Lá fora a chuva barulhenta. Os pingos grossos ferindo a janela.
O relâmpago riscando o céu constantemente. A resposta do trovão.
Eta chuvona. Lá dentro entusiasmo crescente. Os olhos fixos nos
sinais. As mãos trêmulas. O dinheiro na mesa. A cachaça. As rizadas.
a fumaça. Os palavrões. TRUCO! __ Vale seis...
A luz piscou. Os homens uníssonos olharam-na, indignados. Só
ameaça. Por via das dúvidas apareceram dois gasômetros.

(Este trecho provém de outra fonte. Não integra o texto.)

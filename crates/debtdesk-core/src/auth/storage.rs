//! Persistent key-value storage backends for the credential store.
//!
//! The dashboard keeps its session in a flat string-to-string store.
//! `KeyValueStorage` abstracts that store so the session can live in memory,
//! in a JSON file next to the cache, or in the OS keychain.

use std::collections::HashMap;
use std::path::{Path, PathBuf};
use std::sync::{Mutex, MutexGuard};

use anyhow::{Context, Result};
use keyring::Entry;
use serde::{Deserialize, Serialize};
use tracing::warn;

/// Session file name in cache directory
const SESSION_FILE: &str = "session.json";

/// Keychain service name used for every stored key
const SERVICE_NAME: &str = "debtdesk";

pub trait KeyValueStorage: Send + Sync {
    fn get(&self, key: &str) -> Result<Option<String>>;
    fn set(&self, key: &str, value: &str) -> Result<()>;
    fn remove(&self, key: &str) -> Result<()>;
}

/// Which storage backend to build from configuration.
#[derive(Debug, Clone, Copy, PartialEq, Eq, Default, Serialize, Deserialize)]
#[serde(rename_all = "lowercase")]
pub enum StorageBackend {
    Memory,
    #[default]
    File,
    Keyring,
}

impl StorageBackend {
    pub fn parse(s: &str) -> Option<Self> {
        match s.trim().to_ascii_lowercase().as_str() {
            "memory" => Some(StorageBackend::Memory),
            "file" => Some(StorageBackend::File),
            "keyring" => Some(StorageBackend::Keyring),
            _ => None,
        }
    }

    /// Build the backend. `dir` is only used by the file backend.
    pub fn build(self, dir: &Path) -> Box<dyn KeyValueStorage> {
        match self {
            StorageBackend::Memory => Box::new(MemoryStorage::new()),
            StorageBackend::File => Box::new(FileStorage::new(dir.to_path_buf())),
            StorageBackend::Keyring => Box::new(KeyringStorage::new()),
        }
    }
}

fn lock<T>(mutex: &Mutex<T>) -> MutexGuard<'_, T> {
    mutex.lock().unwrap_or_else(|poisoned| poisoned.into_inner())
}

// ============================================================================
// Memory
// ============================================================================

#[derive(Debug, Default)]
pub struct MemoryStorage {
    entries: Mutex<HashMap<String, String>>,
}

impl MemoryStorage {
    pub fn new() -> Self {
        Self::default()
    }
}

impl KeyValueStorage for MemoryStorage {
    fn get(&self, key: &str) -> Result<Option<String>> {
        Ok(lock(&self.entries).get(key).cloned())
    }

    fn set(&self, key: &str, value: &str) -> Result<()> {
        lock(&self.entries).insert(key.to_string(), value.to_string());
        Ok(())
    }

    fn remove(&self, key: &str) -> Result<()> {
        lock(&self.entries).remove(key);
        Ok(())
    }
}

// ============================================================================
// File
// ============================================================================

/// All keys in one JSON object file. Every call re-reads the file so two
/// processes sharing the directory see each other's writes.
pub struct FileStorage {
    dir: PathBuf,
    io: Mutex<()>,
}

impl FileStorage {
    pub fn new(dir: PathBuf) -> Self {
        Self {
            dir,
            io: Mutex::new(()),
        }
    }

    fn session_path(&self) -> PathBuf {
        self.dir.join(SESSION_FILE)
    }

    fn read_all(&self) -> Result<HashMap<String, String>> {
        let path = self.session_path();
        if !path.exists() {
            return Ok(HashMap::new());
        }
        let contents = std::fs::read_to_string(&path).context("Failed to read session file")?;
        match serde_json::from_str(&contents) {
            Ok(entries) => Ok(entries),
            Err(e) => {
                warn!(
                    path = %path.display(),
                    error = %e,
                    "Corrupt session file, treating as empty"
                );
                Ok(HashMap::new())
            }
        }
    }

    fn write_all(&self, entries: &HashMap<String, String>) -> Result<()> {
        let path = self.session_path();
        if let Some(parent) = path.parent() {
            std::fs::create_dir_all(parent).context("Failed to create session directory")?;
        }
        let contents = serde_json::to_string_pretty(entries)?;
        std::fs::write(&path, contents).context("Failed to write session file")?;
        Ok(())
    }
}

impl KeyValueStorage for FileStorage {
    fn get(&self, key: &str) -> Result<Option<String>> {
        let _guard = lock(&self.io);
        Ok(self.read_all()?.remove(key))
    }

    fn set(&self, key: &str, value: &str) -> Result<()> {
        let _guard = lock(&self.io);
        let mut entries = self.read_all()?;
        entries.insert(key.to_string(), value.to_string());
        self.write_all(&entries)
    }

    fn remove(&self, key: &str) -> Result<()> {
        let _guard = lock(&self.io);
        if !self.session_path().exists() {
            return Ok(());
        }
        let mut entries = self.read_all()?;
        if entries.remove(key).is_some() {
            self.write_all(&entries)?;
        }
        Ok(())
    }
}

// ============================================================================
// Keyring
// ============================================================================

/// One OS keychain entry per key.
#[derive(Debug, Default)]
pub struct KeyringStorage;

impl KeyringStorage {
    pub fn new() -> Self {
        Self
    }

    fn entry(key: &str) -> Result<Entry> {
        Entry::new(SERVICE_NAME, key).context("Failed to create keyring entry")
    }
}

impl KeyValueStorage for KeyringStorage {
    fn get(&self, key: &str) -> Result<Option<String>> {
        match Self::entry(key)?.get_password() {
            Ok(value) => Ok(Some(value)),
            Err(keyring::Error::NoEntry) => Ok(None),
            Err(e) => Err(e).context("Failed to retrieve value from keychain"),
        }
    }

    fn set(&self, key: &str, value: &str) -> Result<()> {
        Self::entry(key)?
            .set_password(value)
            .context("Failed to store value in keychain")
    }

    fn remove(&self, key: &str) -> Result<()> {
        match Self::entry(key)?.delete_credential() {
            Ok(()) | Err(keyring::Error::NoEntry) => Ok(()),
            Err(e) => Err(e).context("Failed to delete value from keychain"),
        }
    }
}
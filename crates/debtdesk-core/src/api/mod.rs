//! REST API client module for the debtdesk backend.
//!
//! This module provides the `ApiClient`, the single path every request
//! takes to the backend. It injects the stored bearer token and reacts to
//! 401 responses by clearing the session and asking the front end to show
//! the login screen.

pub mod client;
pub mod error;
pub mod navigation;

pub use client::ApiClient;
pub use error::ApiError;
pub use navigation::{ChannelNavigator, Navigator, NoopNavigator, Route};
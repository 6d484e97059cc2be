//! Core library for debtdesk.
//!
//! This crate provides:
//! - `api`: the authenticated HTTP client and navigation signals
//! - `auth`: session persistence and the login/logout controller
//! - `config`: configuration file and environment overrides
//! - `models`: wire types for auth and the dashboard summary

pub mod api;
pub mod auth;
pub mod config;
pub mod models;

pub use api::{ApiClient, ApiError, Navigator, Route};
pub use auth::{CredentialStore, SessionController, SessionError, SessionState};
pub use config::Config;
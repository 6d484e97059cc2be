//! Navigation side effects signalled by the session layer.
//!
//! The API client and session controller never route anything themselves.
//! They call a `Navigator`, and whatever front end is attached decides what
//! a "go to login" means (full page redirect, screen switch, exit message).

use tokio::sync::mpsc;
use tracing::debug;

#[derive(Debug, Clone, Copy, PartialEq, Eq)]
pub enum Route {
    Login,
    Dashboard,
}

impl Route {
    pub fn path(&self) -> &'static str {
        match self {
            Route::Login => "/login",
            Route::Dashboard => "/dashboard",
        }
    }
}

pub trait Navigator: Send + Sync {
    fn navigate(&self, route: Route);
}

impl<F> Navigator for F
where
    F: Fn(Route) + Send + Sync,
{
    fn navigate(&self, route: Route) {
        self(route)
    }
}

/// Ignores every navigation request.
#[derive(Debug, Default, Clone, Copy)]
pub struct NoopNavigator;

impl Navigator for NoopNavigator {
    fn navigate(&self, route: Route) {
        debug!(route = route.path(), "Navigation requested with no navigator attached");
    }
}

/// Forwards routes into a channel the front end drains.
#[derive(Debug, Clone)]
pub struct ChannelNavigator {
    tx: mpsc::UnboundedSender<Route>,
}

impl ChannelNavigator {
    pub fn channel() -> (Self, mpsc::UnboundedReceiver<Route>) {
        let (tx, rx) = mpsc::unbounded_channel();
        (Self { tx }, rx)
    }
}

impl Navigator for ChannelNavigator {
    fn navigate(&self, route: Route) {
        if self.tx.send(route).is_err() {
            debug!(route = route.path(), "Navigation receiver dropped");
        }
    }
}

#[cfg(test)]
mod tests {
    use super::*;
    use std::sync::{Arc, Mutex};

    #[test]
    fn test_route_paths() {
        assert_eq!(Route::Login.path(), "/login");
        assert_eq!(Route::Dashboard.path(), "/dashboard");
    }

    #[test]
    fn test_closure_navigator() {
        let seen = Arc::new(Mutex::new(Vec::new()));
        let sink = seen.clone();
        let navigator = move |route: Route| sink.lock().unwrap().push(route);

        navigator.navigate(Route::Login);
        navigator.navigate(Route::Dashboard);
        assert_eq!(*seen.lock().unwrap(), vec![Route::Login, Route::Dashboard]);
    }

    #[test]
    fn test_channel_navigator() {
        let (navigator, mut rx) = ChannelNavigator::channel();
        navigator.navigate(Route::Login);
        assert_eq!(rx.try_recv().unwrap(), Route::Login);
        assert!(rx.try_recv().is_err());

        // Closed receiver is not an error
        drop(rx);
        navigator.navigate(Route::Login);
    }
}
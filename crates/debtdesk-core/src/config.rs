//! Application configuration management.
//!
//! This module handles loading and saving the application configuration:
//! the API origin, which storage backend holds the session, the request
//! timeout and an optional log directory.
//!
//! Configuration is stored at `~/.config/debtdesk/config.json`, and any
//! `DEBTDESK_*` environment variable overrides the matching field.

use std::path::PathBuf;
use std::time::Duration;

use anyhow::{Context, Result};
use serde::{Deserialize, Serialize};
use tracing::warn;

use crate::auth::StorageBackend;

/// Application name used for config/cache directory paths
const APP_NAME: &str = "debtdesk";

/// Config file name
const CONFIG_FILE: &str = "config.json";

/// Default HTTP request timeout in seconds. 0 disables the timeout.
pub const DEFAULT_REQUEST_TIMEOUT_SECS: u64 = 30;

pub const ENV_API_URL: &str = "DEBTDESK_API_URL";
pub const ENV_STORAGE: &str = "DEBTDESK_STORAGE";
pub const ENV_TIMEOUT_SECS: &str = "DEBTDESK_TIMEOUT_SECS";

fn default_request_timeout_secs() -> u64 {
    DEFAULT_REQUEST_TIMEOUT_SECS
}

#[derive(Debug, Clone, Serialize, Deserialize)]
pub struct Config {
    pub api_base_url: Option<String>,
    #[serde(default)]
    pub storage: StorageBackend,
    #[serde(default = "default_request_timeout_secs")]
    pub request_timeout_secs: u64,
    #[serde(default)]
    pub log_dir: Option<PathBuf>,
}

impl Default for Config {
    fn default() -> Self {
        Self {
            api_base_url: None,
            storage: StorageBackend::default(),
            request_timeout_secs: DEFAULT_REQUEST_TIMEOUT_SECS,
            log_dir: None,
        }
    }
}

impl Config {
    pub fn load() -> Result<Self> {
        let path = Self::config_path()?;
        if path.exists() {
            let contents = std::fs::read_to_string(&path)
                .with_context(|| format!("Failed to read config file {}", path.display()))?;
            serde_json::from_str(&contents)
                .with_context(|| format!("Failed to parse config file {}", path.display()))
        } else {
            Ok(Self::default())
        }
    }

    pub fn save(&self) -> Result<()> {
        let path = Self::config_path()?;
        if let Some(parent) = path.parent() {
            std::fs::create_dir_all(parent)?;
        }
        let contents = serde_json::to_string_pretty(self)?;
        std::fs::write(path, contents)?;
        Ok(())
    }

    pub fn config_path() -> Result<PathBuf> {
        let config_dir = dirs::config_dir()
            .ok_or_else(|| anyhow::anyhow!("Could not find config directory"))?;
        Ok(config_dir.join(APP_NAME).join(CONFIG_FILE))
    }

    pub fn cache_dir(&self) -> Result<PathBuf> {
        let cache_dir = dirs::cache_dir()
            .ok_or_else(|| anyhow::anyhow!("Could not find cache directory"))?;
        Ok(cache_dir.join(APP_NAME))
    }

    /// Overlay `DEBTDESK_*` environment variables
    pub fn apply_env(&mut self) {
        self.apply_overrides(|key| std::env::var(key).ok());
    }

    /// Overlay values from `lookup`. Unparseable values are logged and skipped.
    pub fn apply_overrides<F>(&mut self, lookup: F)
    where
        F: Fn(&str) -> Option<String>,
    {
        if let Some(url) = lookup(ENV_API_URL).filter(|u| !u.trim().is_empty()) {
            self.api_base_url = Some(url.trim().to_string());
        }

        if let Some(raw) = lookup(ENV_STORAGE) {
            match StorageBackend::parse(&raw) {
                Some(backend) => self.storage = backend,
                None => warn!(value = %raw, "Unknown {}, keeping {:?}", ENV_STORAGE, self.storage),
            }
        }

        if let Some(raw) = lookup(ENV_TIMEOUT_SECS) {
            match raw.trim().parse::<u64>() {
                Ok(secs) => self.request_timeout_secs = secs,
                Err(e) => warn!(value = %raw, error = %e, "Invalid {}, ignoring", ENV_TIMEOUT_SECS),
            }
        }
    }

    pub fn api_base_url(&self) -> Result<&str> {
        self.api_base_url
            .as_deref()
            .filter(|u| !u.is_empty())
            .ok_or_else(|| {
                anyhow::anyhow!(
                    "API base URL is not configured. Set {} or api_base_url in {}",
                    ENV_API_URL,
                    CONFIG_FILE
                )
            })
    }

    /// None means requests may wait forever.
    pub fn request_timeout(&self) -> Option<Duration> {
        match self.request_timeout_secs {
            0 => None,
            secs => Some(Duration::from_secs(secs)),
        }
    }
}

#[cfg(test)]
mod tests {
    use super::*;
    use std::collections::HashMap;

    fn lookup(vars: &[(&str, &str)]) -> impl Fn(&str) -> Option<String> {
        let map: HashMap<String, String> = vars
            .iter()
            .map(|(k, v)| (k.to_string(), v.to_string()))
            .collect();
        move |key| map.get(key).cloned()
    }

    #[test]
    fn test_defaults() {
        let config = Config::default();
        assert_eq!(config.storage, StorageBackend::File);
        assert_eq!(config.request_timeout(), Some(Duration::from_secs(30)));
        assert!(config.api_base_url().is_err());
    }

    #[test]
    fn test_parse_partial_file() {
        let config: Config =
            serde_json::from_str(r#"{"api_base_url":"https://api.example.com"}"#).unwrap();
        assert_eq!(config.api_base_url().unwrap(), "https://api.example.com");
        assert_eq!(config.storage, StorageBackend::File);
        assert_eq!(config.request_timeout_secs, DEFAULT_REQUEST_TIMEOUT_SECS);

        let config: Config =
            serde_json::from_str(r#"{"api_base_url":null,"storage":"keyring"}"#).unwrap();
        assert_eq!(config.storage, StorageBackend::Keyring);
    }

    #[test]
    fn test_env_overrides() {
        let mut config = Config::default();
        config.apply_overrides(lookup(&[
            (ENV_API_URL, " http://localhost:8000/api "),
            (ENV_STORAGE, "memory"),
            (ENV_TIMEOUT_SECS, "0"),
        ]));
        assert_eq!(config.api_base_url().unwrap(), "http://localhost:8000/api");
        assert_eq!(config.storage, StorageBackend::Memory);
        assert_eq!(config.request_timeout(), None);
    }

    #[test]
    fn test_invalid_env_values_are_ignored() {
        let mut config = Config {
            api_base_url: Some("https://api.example.com".to_string()),
            ..Default::default()
        };
        config.apply_overrides(lookup(&[
            (ENV_API_URL, ""),
            (ENV_STORAGE, "cookies"),
            (ENV_TIMEOUT_SECS, "soon"),
        ]));
        assert_eq!(config.api_base_url().unwrap(), "https://api.example.com");
        assert_eq!(config.storage, StorageBackend::File);
        assert_eq!(config.request_timeout_secs, DEFAULT_REQUEST_TIMEOUT_SECS);
    }
}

Não eram os mesmos quatro que jogavam agora. A chuva
melhorou um pouco. Já não se fazia tanto barulho. De repente a porta
se abriu. Beijo, o mais velho da turma, distribuindo as cartas, o
cigarro de palha num canto da boca, falou sem se voltar para a
porta:
__ Quem tá escala das dez se manca que o Chamador taí...
__ Quem está aqui não é o Chamador, não, sou eu, o Novo Chefe...
Nunca em noite de estrelas e lua cheia o Antigo Chefe pusera os
pés naquele recinto. Beijo fez-lhe as honras:
__ Õ sô Novo Chefe, acaba de entrar. Tá se molhando aí, vai pegar
um resfriado... faz favor... desculpe a fumaça, a bagunça...
O Novo Chefe não se mexeu. Com uma das mãos apoiada na porta,
a capa respingando, os olhos vistoriando o ambiente, deixou escapar
uma avalanche de perguntas, críticas e considerações.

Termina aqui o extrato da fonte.